When a line in the records contains the string "evaluating", copy that line.

### Data for this exercise
|---|

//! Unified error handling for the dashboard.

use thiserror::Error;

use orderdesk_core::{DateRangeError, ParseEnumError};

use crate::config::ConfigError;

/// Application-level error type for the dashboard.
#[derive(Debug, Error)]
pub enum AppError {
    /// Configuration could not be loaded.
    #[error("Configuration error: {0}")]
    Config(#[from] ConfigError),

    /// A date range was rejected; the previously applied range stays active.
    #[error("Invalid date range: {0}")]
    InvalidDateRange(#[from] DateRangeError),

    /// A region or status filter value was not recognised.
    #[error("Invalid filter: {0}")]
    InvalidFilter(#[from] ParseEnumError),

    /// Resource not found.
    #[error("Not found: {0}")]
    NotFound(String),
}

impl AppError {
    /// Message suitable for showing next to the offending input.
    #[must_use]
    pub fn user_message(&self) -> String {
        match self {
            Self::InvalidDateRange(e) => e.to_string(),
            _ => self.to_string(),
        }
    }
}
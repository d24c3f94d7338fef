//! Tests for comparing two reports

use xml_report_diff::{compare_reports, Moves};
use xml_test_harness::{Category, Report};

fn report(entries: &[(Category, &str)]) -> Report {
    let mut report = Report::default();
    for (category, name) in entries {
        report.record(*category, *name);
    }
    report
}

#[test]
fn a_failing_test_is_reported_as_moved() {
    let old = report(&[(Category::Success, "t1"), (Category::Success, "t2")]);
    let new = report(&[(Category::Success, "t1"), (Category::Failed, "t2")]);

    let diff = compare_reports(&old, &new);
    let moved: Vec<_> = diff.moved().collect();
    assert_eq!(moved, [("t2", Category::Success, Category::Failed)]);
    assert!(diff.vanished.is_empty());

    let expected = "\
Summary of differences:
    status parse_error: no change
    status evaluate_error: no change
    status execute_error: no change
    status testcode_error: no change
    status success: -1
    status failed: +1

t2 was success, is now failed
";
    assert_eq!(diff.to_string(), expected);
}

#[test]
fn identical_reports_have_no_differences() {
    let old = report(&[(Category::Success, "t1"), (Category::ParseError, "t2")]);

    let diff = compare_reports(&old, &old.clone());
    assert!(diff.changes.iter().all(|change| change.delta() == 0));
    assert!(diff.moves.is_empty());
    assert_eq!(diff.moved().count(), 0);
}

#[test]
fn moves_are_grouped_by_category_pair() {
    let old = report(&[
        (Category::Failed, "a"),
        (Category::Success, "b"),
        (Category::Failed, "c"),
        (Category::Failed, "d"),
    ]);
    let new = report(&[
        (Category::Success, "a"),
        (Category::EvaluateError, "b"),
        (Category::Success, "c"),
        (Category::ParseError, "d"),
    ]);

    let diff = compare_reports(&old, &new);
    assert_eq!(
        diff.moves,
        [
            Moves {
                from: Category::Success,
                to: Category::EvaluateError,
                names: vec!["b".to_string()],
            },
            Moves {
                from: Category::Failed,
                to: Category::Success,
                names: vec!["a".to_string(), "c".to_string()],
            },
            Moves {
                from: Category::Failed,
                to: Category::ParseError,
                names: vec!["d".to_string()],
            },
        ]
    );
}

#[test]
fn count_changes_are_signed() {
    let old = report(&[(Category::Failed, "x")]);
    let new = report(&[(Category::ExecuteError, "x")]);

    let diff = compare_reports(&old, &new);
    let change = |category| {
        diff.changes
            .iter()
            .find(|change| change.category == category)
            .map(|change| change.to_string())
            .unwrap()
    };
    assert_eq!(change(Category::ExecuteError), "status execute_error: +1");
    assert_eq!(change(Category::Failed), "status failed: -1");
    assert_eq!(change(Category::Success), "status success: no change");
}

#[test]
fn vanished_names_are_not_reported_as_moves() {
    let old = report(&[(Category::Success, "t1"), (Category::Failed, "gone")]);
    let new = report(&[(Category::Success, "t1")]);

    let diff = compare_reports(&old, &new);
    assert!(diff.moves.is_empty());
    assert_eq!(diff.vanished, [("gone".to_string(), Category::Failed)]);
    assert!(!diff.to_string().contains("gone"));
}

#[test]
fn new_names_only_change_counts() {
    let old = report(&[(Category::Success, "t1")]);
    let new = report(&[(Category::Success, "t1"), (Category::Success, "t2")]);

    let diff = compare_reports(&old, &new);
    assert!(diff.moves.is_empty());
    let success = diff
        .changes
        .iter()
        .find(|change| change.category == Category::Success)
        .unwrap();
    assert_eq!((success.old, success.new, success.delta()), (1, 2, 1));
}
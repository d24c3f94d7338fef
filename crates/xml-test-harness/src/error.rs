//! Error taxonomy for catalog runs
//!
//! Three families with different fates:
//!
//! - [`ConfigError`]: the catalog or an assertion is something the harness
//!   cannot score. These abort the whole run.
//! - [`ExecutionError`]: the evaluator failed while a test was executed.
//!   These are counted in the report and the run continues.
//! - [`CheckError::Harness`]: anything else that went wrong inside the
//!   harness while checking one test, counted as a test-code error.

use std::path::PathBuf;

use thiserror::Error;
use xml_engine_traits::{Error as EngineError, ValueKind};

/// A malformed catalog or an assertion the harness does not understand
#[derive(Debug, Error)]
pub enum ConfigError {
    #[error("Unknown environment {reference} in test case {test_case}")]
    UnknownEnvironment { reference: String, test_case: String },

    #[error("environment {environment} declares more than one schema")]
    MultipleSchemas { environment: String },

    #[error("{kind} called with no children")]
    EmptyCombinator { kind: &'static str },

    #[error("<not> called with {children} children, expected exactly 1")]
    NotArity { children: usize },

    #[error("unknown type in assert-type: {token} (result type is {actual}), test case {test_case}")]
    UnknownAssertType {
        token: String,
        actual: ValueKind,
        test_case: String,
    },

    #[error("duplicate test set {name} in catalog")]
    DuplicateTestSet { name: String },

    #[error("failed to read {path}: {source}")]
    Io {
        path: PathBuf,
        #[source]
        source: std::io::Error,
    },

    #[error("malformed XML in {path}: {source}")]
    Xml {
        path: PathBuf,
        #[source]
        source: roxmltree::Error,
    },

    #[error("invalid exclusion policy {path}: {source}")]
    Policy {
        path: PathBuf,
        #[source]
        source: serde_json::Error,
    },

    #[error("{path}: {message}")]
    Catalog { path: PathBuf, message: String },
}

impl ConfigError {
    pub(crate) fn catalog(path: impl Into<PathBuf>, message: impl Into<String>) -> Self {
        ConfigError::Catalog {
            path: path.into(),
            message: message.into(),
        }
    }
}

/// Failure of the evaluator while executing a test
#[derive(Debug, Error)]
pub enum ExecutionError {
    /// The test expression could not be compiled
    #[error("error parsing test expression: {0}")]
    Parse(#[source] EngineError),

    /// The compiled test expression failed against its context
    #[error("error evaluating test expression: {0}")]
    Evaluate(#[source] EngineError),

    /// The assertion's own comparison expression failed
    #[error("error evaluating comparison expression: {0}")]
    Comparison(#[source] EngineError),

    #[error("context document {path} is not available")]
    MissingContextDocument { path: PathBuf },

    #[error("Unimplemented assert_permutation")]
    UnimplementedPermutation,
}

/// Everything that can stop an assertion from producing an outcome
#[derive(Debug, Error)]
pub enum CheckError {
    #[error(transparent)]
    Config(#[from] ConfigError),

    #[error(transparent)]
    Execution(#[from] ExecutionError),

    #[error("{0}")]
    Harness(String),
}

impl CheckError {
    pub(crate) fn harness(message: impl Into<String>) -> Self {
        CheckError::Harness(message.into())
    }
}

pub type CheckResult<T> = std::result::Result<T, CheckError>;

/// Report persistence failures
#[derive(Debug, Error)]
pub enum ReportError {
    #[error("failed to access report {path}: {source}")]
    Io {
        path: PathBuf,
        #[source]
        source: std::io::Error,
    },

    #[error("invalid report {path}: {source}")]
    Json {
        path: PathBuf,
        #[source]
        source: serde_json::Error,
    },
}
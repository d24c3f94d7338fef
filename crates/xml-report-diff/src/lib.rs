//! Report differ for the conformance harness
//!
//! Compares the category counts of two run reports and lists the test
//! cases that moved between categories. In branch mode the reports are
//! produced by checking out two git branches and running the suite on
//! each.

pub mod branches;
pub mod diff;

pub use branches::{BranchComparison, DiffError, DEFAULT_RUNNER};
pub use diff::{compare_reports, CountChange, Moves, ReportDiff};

|---|

### The completed task
    #[error("error evaluating test expression: {0}")]
    #[error("error evaluating comparison expression: {0}")]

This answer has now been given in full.